Township in Pennsylvania, US

Nottingham Township is a township in Washington County, Pennsylvania, United States. The population was 2,933 in the 2020 census.

Historical population
| Census | Pop. | Note | %± |
| 2000 | 2,522 |  | — |
| 2010 | 3,036 |  | 20.4% |
| 2020 | 2,933 |  | −3.4% |
| 2025 (est.) | 3,065 |  | 4.5% |
U.S. Decennial Census

==History==
The Ebenezer Covered Bridge and Henry Covered Bridge are listed on the National Register of Historic Places.

==Geography==
According to the United States Census Bureau, the township has a total area of 20.3 mi2, all of it land. It lies at an altitude of approximately 1,100 ft above sea level. It contains part of the census-designated place of Eighty Four.

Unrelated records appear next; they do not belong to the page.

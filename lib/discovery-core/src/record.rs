//! Address records as stored under a service path
//!
//! Wire format: `{ "uri": ["host:port", ...] }`. The sequence is ordered for
//! storage but is a set: it never holds the same uri twice.

use crate::{CoreError, Endpoint, Result};
use serde::{Deserialize, Serialize};

/// The deduplicated set of uris registered under one service name
#[derive(Clone, Debug, Default, PartialEq, Eq, Serialize, Deserialize)]
pub struct AddressRecord {
    uri: Vec<String>,
}

impl AddressRecord {
    pub fn new() -> Self {
        Self::default()
    }

    /// Decode a stored value. `path` is only used for error context.
    pub fn from_json(path: &str, raw: &str) -> Result<Self> {
        let decoded: AddressRecord =
            serde_json::from_str(raw).map_err(|e| CoreError::malformed(path, e))?;

        // A concurrent writer may have left duplicates behind
        let mut record = AddressRecord::new();
        for uri in decoded.uri {
            record.insert(&uri);
        }
        Ok(record)
    }

    pub fn to_json(&self) -> Result<String> {
        serde_json::to_string(self).map_err(|e| CoreError::Internal(e.to_string()))
    }

    /// Add a uri, keeping first-seen order. Returns false if it was already present.
    pub fn insert(&mut self, uri: &str) -> bool {
        if self.contains(uri) {
            return false;
        }
        self.uri.push(uri.to_string());
        true
    }

    /// Remove a uri by exact string match. Returns false if it was absent.
    pub fn remove(&mut self, uri: &str) -> bool {
        let before = self.uri.len();
        self.uri.retain(|u| u != uri);
        self.uri.len() != before
    }

    pub fn contains(&self, uri: &str) -> bool {
        self.uri.iter().any(|u| u == uri)
    }

    pub fn uris(&self) -> &[String] {
        &self.uri
    }

    pub fn len(&self) -> usize {
        self.uri.len()
    }

    pub fn is_empty(&self) -> bool {
        self.uri.is_empty()
    }

    /// Parse every uri into an endpoint; any bad entry fails the whole record
    pub fn endpoints(&self, path: &str) -> Result<Vec<Endpoint>> {
        self.uri
            .iter()
            .map(|u| Endpoint::parse(u).map_err(|e| CoreError::malformed(path, e)))
            .collect()
    }
}

impl<S: Into<String>> FromIterator<S> for AddressRecord {
    fn from_iter<I: IntoIterator<Item = S>>(iter: I) -> Self {
        let mut record = AddressRecord::new();
        for uri in iter {
            let uri: String = uri.into();
            record.insert(&uri);
        }
        record
    }
}
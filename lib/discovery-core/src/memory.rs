//! In-process key-value store
//!
//! Versions come from one global modification index, like etcd's. Useful for
//! tests and for single-process deployments.

use crate::store::{
    KeyValueStore, StoreAction, StoreEvent, StoreEventStream, VersionedValue, WriteCondition,
};
use crate::{CoreError, Result};
use futures::StreamExt;
use std::collections::{HashMap, HashSet};
use std::sync::atomic::{AtomicBool, AtomicU64, Ordering};
use tokio::sync::{broadcast, RwLock};
use tracing::{debug, warn};

const EVENT_BUFFER: usize = 256;

pub struct MemoryStore {
    entries: RwLock<HashMap<String, VersionedValue>>,
    directories: RwLock<HashSet<String>>,
    index: AtomicU64,
    events: broadcast::Sender<StoreEvent>,
    available: AtomicBool,
}

impl MemoryStore {
    pub fn new() -> Self {
        let (events, _) = broadcast::channel(EVENT_BUFFER);
        Self {
            entries: RwLock::new(HashMap::new()),
            directories: RwLock::new(HashSet::new()),
            index: AtomicU64::new(0),
            events,
            available: AtomicBool::new(true),
        }
    }

    /// Simulate losing (or regaining) the connection to the store
    pub fn set_available(&self, available: bool) {
        self.available.store(available, Ordering::SeqCst);
    }

    /// Whether a key currently exists
    pub async fn contains(&self, path: &str) -> bool {
        self.entries.read().await.contains_key(path)
    }

    pub async fn is_directory(&self, path: &str) -> bool {
        self.directories.read().await.contains(path)
    }

    fn check_available(&self) -> Result<()> {
        if self.available.load(Ordering::SeqCst) {
            Ok(())
        } else {
            Err(CoreError::StoreUnavailable("memory store is offline".to_string()))
        }
    }

    fn next_version(&self) -> u64 {
        self.index.fetch_add(1, Ordering::SeqCst) + 1
    }

    fn publish(&self, event: StoreEvent) {
        // No receivers is fine
        let _ = self.events.send(event);
    }
}

impl Default for MemoryStore {
    fn default() -> Self {
        Self::new()
    }
}

fn condition_holds(current: Option<&VersionedValue>, condition: WriteCondition) -> bool {
    match (condition, current) {
        (WriteCondition::Always, _) => true,
        (WriteCondition::Absent, existing) => existing.is_none(),
        (WriteCondition::Version(v), Some(existing)) => existing.version == v,
        (WriteCondition::Version(_), None) => false,
    }
}

#[async_trait::async_trait]
impl KeyValueStore for MemoryStore {
    async fn get(&self, path: &str) -> Result<Option<VersionedValue>> {
        self.check_available()?;
        Ok(self.entries.read().await.get(path).cloned())
    }

    async fn set(&self, path: &str, value: &str, condition: WriteCondition) -> Result<u64> {
        self.check_available()?;

        let mut entries = self.entries.write().await;
        if !condition_holds(entries.get(path), condition) {
            return Err(CoreError::Conflict(path.to_string()));
        }

        let version = self.next_version();
        entries.insert(
            path.to_string(),
            VersionedValue {
                value: value.to_string(),
                version,
            },
        );
        drop(entries);

        debug!("memory store: set {} @{}", path, version);
        self.publish(StoreEvent {
            path: path.to_string(),
            action: StoreAction::Set,
            value: Some(value.to_string()),
            version,
        });
        Ok(version)
    }

    async fn delete(&self, path: &str, condition: WriteCondition) -> Result<()> {
        self.check_available()?;

        let mut entries = self.entries.write().await;
        match entries.get(path) {
            None if matches!(condition, WriteCondition::Version(_)) => {
                return Err(CoreError::Conflict(path.to_string()));
            }
            None => return Ok(()),
            Some(current) if !condition_holds(Some(current), condition) => {
                return Err(CoreError::Conflict(path.to_string()));
            }
            Some(_) => {}
        }

        entries.remove(path);
        let version = self.next_version();
        drop(entries);

        debug!("memory store: delete {} @{}", path, version);
        self.publish(StoreEvent {
            path: path.to_string(),
            action: StoreAction::Delete,
            value: None,
            version,
        });
        Ok(())
    }

    async fn make_directory(&self, path: &str) -> Result<()> {
        self.check_available()?;
        self.directories.write().await.insert(path.to_string());
        Ok(())
    }

    async fn watch(&self, path: &str) -> Result<StoreEventStream> {
        self.check_available()?;

        let rx = self.events.subscribe();
        let path = path.to_string();
        let stream = futures::stream::unfold((rx, path), |(mut rx, path)| async move {
            loop {
                match rx.recv().await {
                    Ok(event) if event.path == path => return Some((Ok(event), (rx, path))),
                    Ok(_) => continue,
                    Err(broadcast::error::RecvError::Lagged(skipped)) => {
                        warn!("memory store: watcher on {} skipped {} events", path, skipped);
                        continue;
                    }
                    Err(broadcast::error::RecvError::Closed) => return None,
                }
            }
        });

        Ok(stream.boxed())
    }
}

#[cfg(test)]
mod tests {
    use super::*;

    #[tokio::test]
    async fn test_missing_key_is_none() {
        let store = MemoryStore::new();
        assert_eq!(store.get("/ns/a").await.unwrap(), None);
    }

    #[tokio::test]
    async fn test_versions_increase() {
        let store = MemoryStore::new();
        let v1 = store.set("/ns/a", "1", WriteCondition::Always).await.unwrap();
        let v2 = store.set("/ns/b", "2", WriteCondition::Always).await.unwrap();
        assert!(v2 > v1);
        assert_eq!(store.get("/ns/a").await.unwrap().unwrap().version, v1);
    }

    #[tokio::test]
    async fn test_conditional_set() {
        let store = MemoryStore::new();
        let v1 = store.set("/ns/a", "1", WriteCondition::Absent).await.unwrap();
        assert!(matches!(
            store.set("/ns/a", "x", WriteCondition::Absent).await,
            Err(CoreError::Conflict(_))
        ));
        assert!(matches!(
            store.set("/ns/a", "x", WriteCondition::Version(v1 + 10)).await,
            Err(CoreError::Conflict(_))
        ));
        store.set("/ns/a", "2", WriteCondition::Version(v1)).await.unwrap();
        assert_eq!(store.get("/ns/a").await.unwrap().unwrap().value, "2");
    }

    #[tokio::test]
    async fn test_delete_semantics() {
        let store = MemoryStore::new();
        store.delete("/ns/missing", WriteCondition::Always).await.unwrap();
        assert!(matches!(
            store.delete("/ns/missing", WriteCondition::Version(3)).await,
            Err(CoreError::Conflict(_))
        ));

        let v = store.set("/ns/a", "1", WriteCondition::Always).await.unwrap();
        assert!(store.delete("/ns/a", WriteCondition::Version(v + 1)).await.is_err());
        store.delete("/ns/a", WriteCondition::Version(v)).await.unwrap();
        assert!(!store.contains("/ns/a").await);
    }

    #[tokio::test]
    async fn test_offline_store_fails() {
        let store = MemoryStore::new();
        store.set_available(false);
        assert!(store.get("/ns/a").await.unwrap_err().is_unavailable());
        assert!(store.make_directory("/ns").await.unwrap_err().is_unavailable());
        store.set_available(true);
        store.make_directory("/ns").await.unwrap();
        assert!(store.is_directory("/ns").await);
    }

    #[tokio::test]
    async fn test_watch_filters_by_path() {
        let store = MemoryStore::new();
        let mut events = store.watch("/ns/a").await.unwrap();

        store.set("/ns/b", "ignored", WriteCondition::Always).await.unwrap();
        store.set("/ns/a", "seen", WriteCondition::Always).await.unwrap();
        store.delete("/ns/a", WriteCondition::Always).await.unwrap();

        let first = events.next().await.unwrap().unwrap();
        assert_eq!(first.action, StoreAction::Set);
        assert_eq!(first.value.as_deref(), Some("seen"));

        let second = events.next().await.unwrap().unwrap();
        assert_eq!(second.action, StoreAction::Delete);
        assert_eq!(second.value, None);
    }
}
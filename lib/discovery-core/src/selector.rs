//! Host selection policies for picking one uri out of a service's address set

use rand::Rng;
use serde::{Deserialize, Serialize};
use std::str::FromStr;
use std::sync::atomic::{AtomicUsize, Ordering};

/// Hook deciding which registered uri a discovery call returns
pub trait HostSelector: Send + Sync {
    /// Pick one host. Returns `None` only for an empty slice.
    fn pick_host<'a>(&self, hosts: &'a [String]) -> Option<&'a str>;
}

/// Built-in selection strategies
#[derive(Debug, Clone, Copy, Default, PartialEq, Eq, Serialize, Deserialize)]
#[serde(rename_all = "kebab-case")]
pub enum SelectionStrategy {
    /// Uniform random choice among all registered uris
    #[default]
    Random,
    /// Cycle through the uris in record order
    RoundRobin,
}

impl SelectionStrategy {
    pub fn selector(self) -> Box<dyn HostSelector> {
        match self {
            SelectionStrategy::Random => Box::new(RandomSelector),
            SelectionStrategy::RoundRobin => Box::new(RoundRobinSelector::new()),
        }
    }
}

impl FromStr for SelectionStrategy {
    type Err = String;

    fn from_str(s: &str) -> Result<Self, Self::Err> {
        match s.to_ascii_lowercase().as_str() {
            "random" => Ok(SelectionStrategy::Random),
            "round-robin" | "round_robin" | "roundrobin" => Ok(SelectionStrategy::RoundRobin),
            other => Err(format!("unknown selection strategy: {}", other)),
        }
    }
}

/// Uniform random selection
#[derive(Debug, Default, Clone, Copy)]
pub struct RandomSelector;

impl HostSelector for RandomSelector {
    fn pick_host<'a>(&self, hosts: &'a [String]) -> Option<&'a str> {
        if hosts.is_empty() {
            return None;
        }
        let idx = rand::thread_rng().gen_range(0..hosts.len());
        hosts.get(idx).map(String::as_str)
    }
}

/// Round-robin selection over whatever set is current at call time
#[derive(Debug, Default)]
pub struct RoundRobinSelector {
    counter: AtomicUsize,
}

impl RoundRobinSelector {
    pub fn new() -> Self {
        Self::default()
    }
}

impl HostSelector for RoundRobinSelector {
    fn pick_host<'a>(&self, hosts: &'a [String]) -> Option<&'a str> {
        if hosts.is_empty() {
            return None;
        }
        let current = self.counter.fetch_add(1, Ordering::Relaxed);
        hosts.get(current % hosts.len()).map(String::as_str)
    }
}
//! Client facade bundling registration, resolution and watching

use crate::config::DiscoveryConfig;
use crate::lifecycle::RegistrationHandle;
use crate::registry::Registry;
use crate::resolver::Resolver;
use crate::selector::HostSelector;
use crate::store::KeyValueStore;
use crate::watcher::{SubscriptionId, WatchEvent, Watcher};
use crate::{AddressRecord, Endpoint, Namespace, Result};
use std::sync::Arc;

/// One discovery client over one store and namespace
pub struct ServiceDiscovery {
    registry: Registry,
    resolver: Resolver,
    watcher: Watcher,
}

impl ServiceDiscovery {
    pub fn new(store: Arc<dyn KeyValueStore>, namespace: Namespace) -> Self {
        Self {
            registry: Registry::new(store.clone(), namespace.clone()),
            resolver: Resolver::new(store.clone(), namespace.clone()),
            watcher: Watcher::new(store, namespace),
        }
    }

    pub fn from_config(store: Arc<dyn KeyValueStore>, config: &DiscoveryConfig) -> Result<Self> {
        let namespace = config.namespace()?;
        Ok(Self {
            registry: Registry::new(store.clone(), namespace.clone())
                .with_max_conflict_retries(config.max_conflict_retries),
            resolver: Resolver::with_selector(
                store.clone(),
                namespace.clone(),
                config.selection.selector(),
            ),
            watcher: Watcher::new(store, namespace),
        })
    }

    /// Replace the host selection policy
    pub fn with_selector(mut self, selector: Box<dyn HostSelector>) -> Self {
        self.resolver = Resolver::with_selector(
            self.registry.store(),
            self.registry.namespace().clone(),
            selector,
        );
        self
    }

    pub fn namespace(&self) -> &Namespace {
        self.registry.namespace()
    }

    pub async fn register(&self, name: &str, uri: &str) -> Result<RegistrationHandle> {
        self.registry.register(name, uri).await
    }

    pub async fn unregister(&self, name: &str, uri: &str) -> Result<()> {
        self.registry.unregister(name, uri).await
    }

    pub async fn discover(&self, name: &str) -> Result<Endpoint> {
        self.resolver.discover(name).await
    }

    pub async fn lookup(&self, name: &str) -> Result<AddressRecord> {
        self.resolver.lookup(name).await
    }

    pub async fn watch<F>(&self, name: &str, handler: F) -> Result<SubscriptionId>
    where
        F: Fn(WatchEvent) + Send + Sync + 'static,
    {
        self.watcher.watch(name, handler).await
    }

    pub fn unwatch(&self, id: &SubscriptionId) -> bool {
        self.watcher.unwatch(id)
    }

    pub fn registry(&self) -> &Registry {
        &self.registry
    }

    pub fn watcher(&self) -> &Watcher {
        &self.watcher
    }
}

#[cfg(test)]
mod tests {
    use super::*;
    use crate::lifecycle::LifecycleGuard;
    use crate::memory::MemoryStore;
    use crate::selector::{RoundRobinSelector, SelectionStrategy};

    #[tokio::test]
    async fn test_end_to_end() {
        let store = Arc::new(MemoryStore::new());
        let provider = ServiceDiscovery::new(store.clone(), Namespace::new("/services").unwrap());
        let consumer = ServiceDiscovery::new(store.clone(), Namespace::new("/services").unwrap());

        let mut guard = LifecycleGuard::new();
        guard.track(provider.register("svc", "10.0.0.1:9000").await.unwrap());

        assert_eq!(
            consumer.discover("svc").await.unwrap(),
            Endpoint::new("10.0.0.1", 9000)
        );

        guard.shutdown().await;
        assert!(consumer.discover("svc").await.unwrap().is_empty());
    }

    #[tokio::test]
    async fn test_namespaces_are_isolated() {
        let store = Arc::new(MemoryStore::new());
        let prod = ServiceDiscovery::new(store.clone(), Namespace::new("/prod").unwrap());
        let staging = ServiceDiscovery::new(store.clone(), Namespace::new("/staging").unwrap());

        let _h = prod.register("svc", "a:1").await.unwrap();
        assert!(staging.discover("svc").await.unwrap().is_empty());
        assert!(store.contains("/prod/svc").await);
    }

    #[tokio::test]
    async fn test_from_config_uses_strategy() {
        let store = Arc::new(MemoryStore::new());
        let config = DiscoveryConfig {
            selection: SelectionStrategy::RoundRobin,
            ..Default::default()
        };
        let client = ServiceDiscovery::from_config(store, &config).unwrap();

        let _a = client.register("svc", "a:1").await.unwrap();
        let _b = client.register("svc", "b:2").await.unwrap();
        let picks = [
            client.discover("svc").await.unwrap(),
            client.discover("svc").await.unwrap(),
        ];
        assert_eq!(picks, [Endpoint::new("a", 1), Endpoint::new("b", 2)]);
    }

    #[tokio::test]
    async fn test_with_selector_overrides_policy() {
        let store = Arc::new(MemoryStore::new());
        let client = ServiceDiscovery::new(store, Namespace::new("/services").unwrap())
            .with_selector(Box::new(RoundRobinSelector::new()));

        let _a = client.register("svc", "a:1").await.unwrap();
        let _b = client.register("svc", "b:2").await.unwrap();
        assert_eq!(client.discover("svc").await.unwrap(), Endpoint::new("a", 1));
        assert_eq!(client.lookup("svc").await.unwrap().len(), 2);
    }
}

==Surrounding neighborhoods==
Nottingham Township has six borders, including the townships of Peters to the north, Union to the east, Carroll to the southeast, Fallowfield to the south-southeast, Somerset to the south, and North Strabane to the west.

==Demographics==
As of the 2000 census, there were 2,522 people, 968 households, and 751 families living in the township. The population density was 124.4 /mi2. There were 1,003 housing units at an average density of 49.5 /mi2. The racial makeup of the township was 99.09% White, 0.56% African American, 0.08% Asian, and 0.28% from two or more races. Hispanic or Latino of any race were 0.20% of the population.

Of the 968 households 29.2% had children under the age of 18 living with them, 69.1% were married couples living together, 6.3% had a female householder with no husband present, and 22.4% were non-families. 18.8% of households were one person and 6.8% were one person aged 65 or older. The average household size was 2.61 and the average family size was 2.99.

The age distribution was 23.4% under the age of 18, 4.9% from 18 to 24, 28.4% from 25 to 44, 30.3% from 45 to 64, and 13.1% 65 or older. The median age was 42 years. For every 100 females, there were 102.7 males. For every 100 females age 18 and over, there were 100.6 males.

The median household income was $57,109 and the median family income was $65,991. Males had a median income of $44,191 versus $25,446 for females. The per capita income for the township was $26,256. About 3.0% of families and 5.3% of the population were below the poverty line, including 8.0% of those under age 18 and 4.6% of those age 65 or over.